[Collected data entries]
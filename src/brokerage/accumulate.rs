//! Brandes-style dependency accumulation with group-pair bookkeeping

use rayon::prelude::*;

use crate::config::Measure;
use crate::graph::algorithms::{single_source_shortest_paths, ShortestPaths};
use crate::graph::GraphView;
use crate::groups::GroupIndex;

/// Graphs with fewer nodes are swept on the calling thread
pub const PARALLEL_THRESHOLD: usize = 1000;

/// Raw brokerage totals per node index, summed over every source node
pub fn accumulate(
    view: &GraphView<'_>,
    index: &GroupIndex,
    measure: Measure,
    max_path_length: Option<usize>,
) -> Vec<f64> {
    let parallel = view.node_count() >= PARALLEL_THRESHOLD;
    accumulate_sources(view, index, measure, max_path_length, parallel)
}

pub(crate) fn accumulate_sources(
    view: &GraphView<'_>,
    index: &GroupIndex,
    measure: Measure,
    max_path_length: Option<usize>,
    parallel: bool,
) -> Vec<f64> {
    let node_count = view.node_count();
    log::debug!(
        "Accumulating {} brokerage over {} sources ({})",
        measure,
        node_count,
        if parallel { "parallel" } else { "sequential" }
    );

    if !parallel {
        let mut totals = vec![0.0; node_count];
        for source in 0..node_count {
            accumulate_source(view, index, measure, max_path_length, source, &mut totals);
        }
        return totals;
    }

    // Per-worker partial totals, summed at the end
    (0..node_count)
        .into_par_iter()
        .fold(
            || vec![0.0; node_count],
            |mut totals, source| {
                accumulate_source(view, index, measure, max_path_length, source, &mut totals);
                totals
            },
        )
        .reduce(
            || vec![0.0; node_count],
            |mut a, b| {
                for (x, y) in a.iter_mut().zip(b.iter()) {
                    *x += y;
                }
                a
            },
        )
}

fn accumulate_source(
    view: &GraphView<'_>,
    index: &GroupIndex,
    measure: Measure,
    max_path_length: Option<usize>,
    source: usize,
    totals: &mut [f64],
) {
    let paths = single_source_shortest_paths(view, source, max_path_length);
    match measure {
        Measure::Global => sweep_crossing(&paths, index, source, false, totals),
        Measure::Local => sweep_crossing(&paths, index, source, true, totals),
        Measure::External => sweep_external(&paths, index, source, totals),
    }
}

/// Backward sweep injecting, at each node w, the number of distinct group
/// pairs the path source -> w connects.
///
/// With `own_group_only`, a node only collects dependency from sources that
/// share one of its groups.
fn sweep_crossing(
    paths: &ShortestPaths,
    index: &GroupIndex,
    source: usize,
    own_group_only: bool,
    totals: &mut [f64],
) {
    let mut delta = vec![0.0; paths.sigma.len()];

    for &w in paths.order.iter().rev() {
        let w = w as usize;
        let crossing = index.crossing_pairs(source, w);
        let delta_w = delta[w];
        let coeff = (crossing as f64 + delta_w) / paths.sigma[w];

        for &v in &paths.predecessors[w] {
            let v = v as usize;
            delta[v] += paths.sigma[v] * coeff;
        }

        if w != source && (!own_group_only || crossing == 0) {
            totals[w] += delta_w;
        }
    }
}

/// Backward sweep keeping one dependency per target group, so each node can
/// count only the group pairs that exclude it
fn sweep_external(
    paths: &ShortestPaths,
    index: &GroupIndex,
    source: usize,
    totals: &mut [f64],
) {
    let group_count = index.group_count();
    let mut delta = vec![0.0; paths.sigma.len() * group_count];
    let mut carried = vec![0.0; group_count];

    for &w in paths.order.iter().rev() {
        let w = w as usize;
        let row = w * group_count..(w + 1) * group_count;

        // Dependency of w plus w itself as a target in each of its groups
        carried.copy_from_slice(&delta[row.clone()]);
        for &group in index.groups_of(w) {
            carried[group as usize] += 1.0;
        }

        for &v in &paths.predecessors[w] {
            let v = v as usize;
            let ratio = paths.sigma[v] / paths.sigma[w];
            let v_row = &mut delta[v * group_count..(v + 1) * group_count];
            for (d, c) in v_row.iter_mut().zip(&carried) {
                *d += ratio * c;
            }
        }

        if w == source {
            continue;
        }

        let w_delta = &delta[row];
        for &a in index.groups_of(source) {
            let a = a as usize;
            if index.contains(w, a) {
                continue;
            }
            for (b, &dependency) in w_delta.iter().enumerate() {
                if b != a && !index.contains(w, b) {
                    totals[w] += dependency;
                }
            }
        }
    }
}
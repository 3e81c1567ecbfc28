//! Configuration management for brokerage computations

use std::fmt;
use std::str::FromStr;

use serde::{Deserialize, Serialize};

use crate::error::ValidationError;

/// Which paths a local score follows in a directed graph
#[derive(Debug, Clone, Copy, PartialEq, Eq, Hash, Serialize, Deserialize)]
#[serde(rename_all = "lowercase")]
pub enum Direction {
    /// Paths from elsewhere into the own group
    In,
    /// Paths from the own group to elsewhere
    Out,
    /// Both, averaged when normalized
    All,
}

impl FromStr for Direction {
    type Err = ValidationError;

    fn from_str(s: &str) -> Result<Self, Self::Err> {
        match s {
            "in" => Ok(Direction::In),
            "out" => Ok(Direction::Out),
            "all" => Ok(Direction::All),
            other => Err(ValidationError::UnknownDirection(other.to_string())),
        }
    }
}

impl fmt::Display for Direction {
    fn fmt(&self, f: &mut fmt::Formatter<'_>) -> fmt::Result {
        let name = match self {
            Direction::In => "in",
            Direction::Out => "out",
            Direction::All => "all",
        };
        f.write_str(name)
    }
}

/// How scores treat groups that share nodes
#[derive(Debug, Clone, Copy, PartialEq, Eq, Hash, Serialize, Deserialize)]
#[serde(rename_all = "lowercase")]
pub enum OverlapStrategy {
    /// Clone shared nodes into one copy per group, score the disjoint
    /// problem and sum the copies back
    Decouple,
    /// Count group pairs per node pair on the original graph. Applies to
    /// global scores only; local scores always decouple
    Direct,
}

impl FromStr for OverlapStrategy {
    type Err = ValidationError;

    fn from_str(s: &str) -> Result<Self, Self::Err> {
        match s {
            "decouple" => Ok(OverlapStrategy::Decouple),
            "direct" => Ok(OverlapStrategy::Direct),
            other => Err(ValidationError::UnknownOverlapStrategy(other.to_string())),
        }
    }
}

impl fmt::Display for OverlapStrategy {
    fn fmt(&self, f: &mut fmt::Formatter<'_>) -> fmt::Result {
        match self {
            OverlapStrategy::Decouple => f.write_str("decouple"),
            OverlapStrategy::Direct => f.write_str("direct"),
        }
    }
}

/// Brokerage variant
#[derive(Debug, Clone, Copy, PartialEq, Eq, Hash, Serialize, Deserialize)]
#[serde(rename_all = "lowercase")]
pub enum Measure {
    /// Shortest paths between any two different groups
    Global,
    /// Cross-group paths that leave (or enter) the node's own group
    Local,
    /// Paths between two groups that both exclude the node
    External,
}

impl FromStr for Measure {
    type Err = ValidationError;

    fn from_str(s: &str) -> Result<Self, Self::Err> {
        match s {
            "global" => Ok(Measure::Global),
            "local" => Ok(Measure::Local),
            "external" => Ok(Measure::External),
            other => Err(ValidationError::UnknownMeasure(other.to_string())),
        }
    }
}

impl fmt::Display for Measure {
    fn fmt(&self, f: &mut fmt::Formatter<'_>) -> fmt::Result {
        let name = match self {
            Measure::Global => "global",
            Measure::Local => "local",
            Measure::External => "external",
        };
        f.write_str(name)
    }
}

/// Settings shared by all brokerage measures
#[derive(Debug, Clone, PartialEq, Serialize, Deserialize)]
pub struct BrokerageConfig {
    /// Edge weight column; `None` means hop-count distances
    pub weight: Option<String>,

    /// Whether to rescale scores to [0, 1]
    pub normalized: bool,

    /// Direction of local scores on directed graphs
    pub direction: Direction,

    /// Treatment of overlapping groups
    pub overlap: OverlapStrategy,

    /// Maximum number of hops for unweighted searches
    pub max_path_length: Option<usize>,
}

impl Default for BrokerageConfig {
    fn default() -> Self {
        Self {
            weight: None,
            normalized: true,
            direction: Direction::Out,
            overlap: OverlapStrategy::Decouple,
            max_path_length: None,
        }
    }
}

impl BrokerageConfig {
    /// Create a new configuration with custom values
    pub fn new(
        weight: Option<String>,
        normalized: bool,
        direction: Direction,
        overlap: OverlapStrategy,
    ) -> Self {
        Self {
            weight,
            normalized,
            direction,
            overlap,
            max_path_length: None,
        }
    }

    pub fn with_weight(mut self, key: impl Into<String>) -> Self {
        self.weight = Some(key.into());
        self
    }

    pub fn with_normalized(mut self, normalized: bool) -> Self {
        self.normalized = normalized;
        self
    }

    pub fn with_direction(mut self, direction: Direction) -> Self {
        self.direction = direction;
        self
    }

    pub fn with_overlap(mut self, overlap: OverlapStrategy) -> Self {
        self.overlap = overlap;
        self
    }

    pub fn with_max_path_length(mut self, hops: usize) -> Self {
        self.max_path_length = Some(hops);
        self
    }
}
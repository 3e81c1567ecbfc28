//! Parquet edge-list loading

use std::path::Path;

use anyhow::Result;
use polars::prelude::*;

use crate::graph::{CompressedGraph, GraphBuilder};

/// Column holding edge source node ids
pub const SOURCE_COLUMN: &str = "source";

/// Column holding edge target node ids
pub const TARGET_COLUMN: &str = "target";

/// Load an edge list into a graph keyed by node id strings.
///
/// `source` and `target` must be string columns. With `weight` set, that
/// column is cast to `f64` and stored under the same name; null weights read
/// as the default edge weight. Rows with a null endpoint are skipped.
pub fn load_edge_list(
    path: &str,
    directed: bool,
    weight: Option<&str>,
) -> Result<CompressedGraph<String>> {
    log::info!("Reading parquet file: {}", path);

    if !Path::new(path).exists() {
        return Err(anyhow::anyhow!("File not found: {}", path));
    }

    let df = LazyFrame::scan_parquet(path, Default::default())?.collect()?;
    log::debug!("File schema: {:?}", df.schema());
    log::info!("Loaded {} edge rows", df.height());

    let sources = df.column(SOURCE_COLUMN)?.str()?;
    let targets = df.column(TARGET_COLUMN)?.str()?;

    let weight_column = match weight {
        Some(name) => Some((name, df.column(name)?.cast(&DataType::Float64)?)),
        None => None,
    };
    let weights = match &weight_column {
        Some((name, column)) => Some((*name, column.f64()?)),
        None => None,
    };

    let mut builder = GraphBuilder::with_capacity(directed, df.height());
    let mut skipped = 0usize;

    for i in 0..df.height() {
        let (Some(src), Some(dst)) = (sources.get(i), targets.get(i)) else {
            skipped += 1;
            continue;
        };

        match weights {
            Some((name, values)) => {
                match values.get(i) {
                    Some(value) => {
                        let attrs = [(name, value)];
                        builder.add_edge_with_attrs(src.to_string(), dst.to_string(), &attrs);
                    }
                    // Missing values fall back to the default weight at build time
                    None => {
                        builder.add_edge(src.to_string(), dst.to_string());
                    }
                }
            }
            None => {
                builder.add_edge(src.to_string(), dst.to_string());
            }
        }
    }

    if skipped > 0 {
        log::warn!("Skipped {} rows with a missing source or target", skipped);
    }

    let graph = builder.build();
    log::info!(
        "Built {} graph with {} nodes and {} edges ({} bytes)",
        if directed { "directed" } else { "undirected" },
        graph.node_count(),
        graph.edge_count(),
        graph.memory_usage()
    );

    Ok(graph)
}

• _HOW TO COMPLETE THIS TASK_: For the string "sigma", go through the entries above and copy each line where it occurs.

• _TASK SOLUTION_:
    let mut delta = vec![0.0; paths.sigma.len()];
        let coeff = (crossing as f64 + delta_w) / paths.sigma[w];
            delta[v] += paths.sigma[v] * coeff;
    let mut delta = vec![0.0; paths.sigma.len() * group_count];
            let ratio = paths.sigma[v] / paths.sigma[w];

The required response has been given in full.